> WORK INSTRUCTIONS:
A line belongs in the answer if it contains "TaskRequest"; copy every such line from the entries below.

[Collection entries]
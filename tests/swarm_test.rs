//! Integration tests for swarm runs over real storage

use async_trait::async_trait;
use serde_json::json;
use std::collections::HashMap;
use std::sync::atomic::{AtomicUsize, Ordering};
use std::sync::Arc;
use std::time::Duration;
use swarm_router::{
    AgentSpec, AggregationRule, CapabilityHandler, CapabilityRegistry, Config, ProviderCredential, ProviderError,
    RetryPolicy, RunState, SlotHandle, SubTaskStatus, SwarmContext, TaskOutput, TaskRequest, TaskSpec,
};
use tempfile::TempDir;

/// Sleeps, then echoes; counts concurrent provider calls and holds no slot twice
#[derive(Default)]
struct Meter {
    in_flight: AtomicUsize,
    peak: AtomicUsize,
    held: parking_lot::Mutex<HashMap<usize, usize>>,
    sleep_ms: u64,
}

impl Meter {
    fn new(sleep_ms: u64) -> Arc<Self> {
        Arc::new(Self {
            sleep_ms,
            ..Default::default()
        })
    }
}

#[async_trait]
impl CapabilityHandler for Meter {
    fn provider(&self) -> &str {
        "openai"
    }

    async fn execute(&self, request: &TaskRequest, slot: &SlotHandle) -> Result<TaskOutput, ProviderError> {
        let now = self.in_flight.fetch_add(1, Ordering::SeqCst) + 1;
        self.peak.fetch_max(now, Ordering::SeqCst);
        {
            let mut held = self.held.lock();
            let holders = held.entry(slot.slot_id).or_insert(0);
            *holders += 1;
            assert_eq!(*holders, 1, "slot {} held twice", slot.slot_id);
        }

        tokio::time::sleep(Duration::from_millis(self.sleep_ms)).await;

        *self.held.lock().entry(slot.slot_id).or_insert(1) -= 1;
        self.in_flight.fetch_sub(1, Ordering::SeqCst);

        if request.payload.get("fail").and_then(|v| v.as_bool()).unwrap_or(false) {
            return Err(ProviderError::fatal("invalid request"));
        }
        Ok(TaskOutput::new(request.payload.clone()))
    }
}

/// Fails every first attempt with a transient error
struct FlakyOnce;

#[async_trait]
impl CapabilityHandler for FlakyOnce {
    fn provider(&self) -> &str {
        "openai"
    }

    async fn execute(&self, request: &TaskRequest, _slot: &SlotHandle) -> Result<TaskOutput, ProviderError> {
        if request.attempt == 1 {
            return Err(ProviderError::transient("connection reset"));
        }
        Ok(TaskOutput::new(json!({"attempt": request.attempt})))
    }
}

fn config(dir: &TempDir, capability: &str, agents: usize, slots: usize) -> Config {
    let mut config = Config {
        db_path: dir.path().join("structured.db"),
        archive_dir: dir.path().join("archive"),
        providers: vec![ProviderCredential {
            provider: "openai".to_string(),
            slot_count: slots,
            max_concurrent_per_slot: 1,
        }],
        roster: vec![AgentSpec {
            capabilities: vec![capability.to_string()],
            count: agents,
        }],
        ..Default::default()
    };
    config.coordinator.retry = RetryPolicy::immediate();
    config
}

#[tokio::test]
async fn test_backpressure_without_deadlock() {
    let dir = TempDir::new().unwrap();
    let meter = Meter::new(30);
    let registry = CapabilityRegistry::new().with("summarize", meter.clone());
    let mut ctx = SwarmContext::start(config(&dir, "summarize", 3, 2), registry)
        .await
        .unwrap();

    let mut spec = TaskSpec::new("fanout", AggregationRule::RequireAll);
    for i in 0..5 {
        spec = spec.subtask("summarize", json!({ "chunk": i }));
    }
    let run_id = ctx.coordinator.submit(spec).await.unwrap();

    let status = ctx.coordinator.wait(&run_id, Duration::from_secs(10)).await.unwrap();
    assert_eq!(status.state, RunState::Completed);
    assert_eq!(status.successes(), 5);
    assert!(meter.peak.load(Ordering::SeqCst) <= 2);
    assert_eq!(ctx.keys.stats()[0].held, 0);

    ctx.shutdown().await;
}

#[tokio::test]
async fn test_aggregation_with_one_failing_subtask() {
    let dir = TempDir::new().unwrap();
    let registry = CapabilityRegistry::new().with("summarize", Meter::new(5));
    let mut ctx = SwarmContext::start(config(&dir, "summarize", 3, 3), registry)
        .await
        .unwrap();

    let spec = |rule| {
        TaskSpec::new("three", rule)
            .subtask("summarize", json!({"n": 1}))
            .subtask("summarize", json!({"n": 2, "fail": true}))
            .subtask("summarize", json!({"n": 3}))
    };

    let strict = ctx.coordinator.submit(spec(AggregationRule::RequireAll)).await.unwrap();
    let lenient = ctx
        .coordinator
        .submit(spec(AggregationRule::BestEffortMajority))
        .await
        .unwrap();

    let strict = ctx.coordinator.wait(&strict, Duration::from_secs(10)).await.unwrap();
    assert_eq!(strict.state, RunState::Failed);

    let lenient = ctx.coordinator.wait(&lenient, Duration::from_secs(10)).await.unwrap();
    assert_eq!(lenient.state, RunState::Partial);
    assert_eq!(lenient.successes(), 2);

    ctx.shutdown().await;
}

#[tokio::test]
async fn test_transient_failure_is_retried() {
    let dir = TempDir::new().unwrap();
    let registry = CapabilityRegistry::new().with("summarize", Arc::new(FlakyOnce));
    let mut ctx = SwarmContext::start(config(&dir, "summarize", 1, 1), registry)
        .await
        .unwrap();

    let spec = TaskSpec::new("retry", AggregationRule::RequireAll).subtask("summarize", json!({}));
    let run_id = ctx.coordinator.submit(spec).await.unwrap();

    let status = ctx.coordinator.wait(&run_id, Duration::from_secs(10)).await.unwrap();
    assert_eq!(status.state, RunState::Completed);
    assert_eq!(status.subtasks[0].attempt_count, 2);
    assert_eq!(status.subtasks[0].status, SubTaskStatus::Succeeded);

    ctx.shutdown().await;
}

#[tokio::test]
async fn test_run_resumes_after_restart() {
    let dir = TempDir::new().unwrap();

    let run_id = {
        let registry = CapabilityRegistry::new().with("summarize", Meter::new(2_000));
        let mut ctx = SwarmContext::start(config(&dir, "summarize", 1, 1), registry)
            .await
            .unwrap();
        let spec = TaskSpec::new("long", AggregationRule::RequireAll).subtask("summarize", json!({"doc": 1}));
        let run_id = ctx.coordinator.submit(spec).await.unwrap();
        tokio::time::sleep(Duration::from_millis(100)).await;
        ctx.shutdown().await;
        run_id
    };

    let registry = CapabilityRegistry::new().with("summarize", Meter::new(5));
    let mut ctx = SwarmContext::start(config(&dir, "summarize", 1, 1), registry)
        .await
        .unwrap();

    let status = ctx.coordinator.wait(&run_id, Duration::from_secs(10)).await.unwrap();
    assert_eq!(status.state, RunState::Completed);
    assert_eq!(status.name, "long");
    assert_eq!(ctx.coordinator.list_runs().await.len(), 1);

    ctx.shutdown().await;
}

> RESULT:
    RetryPolicy, RunState, SlotHandle, SubTaskStatus, SwarmContext, TaskOutput, TaskRequest, TaskSpec,
    async fn execute(&self, request: &TaskRequest, slot: &SlotHandle) -> Result<TaskOutput, ProviderError> {
    async fn execute(&self, request: &TaskRequest, _slot: &SlotHandle) -> Result<TaskOutput, ProviderError> {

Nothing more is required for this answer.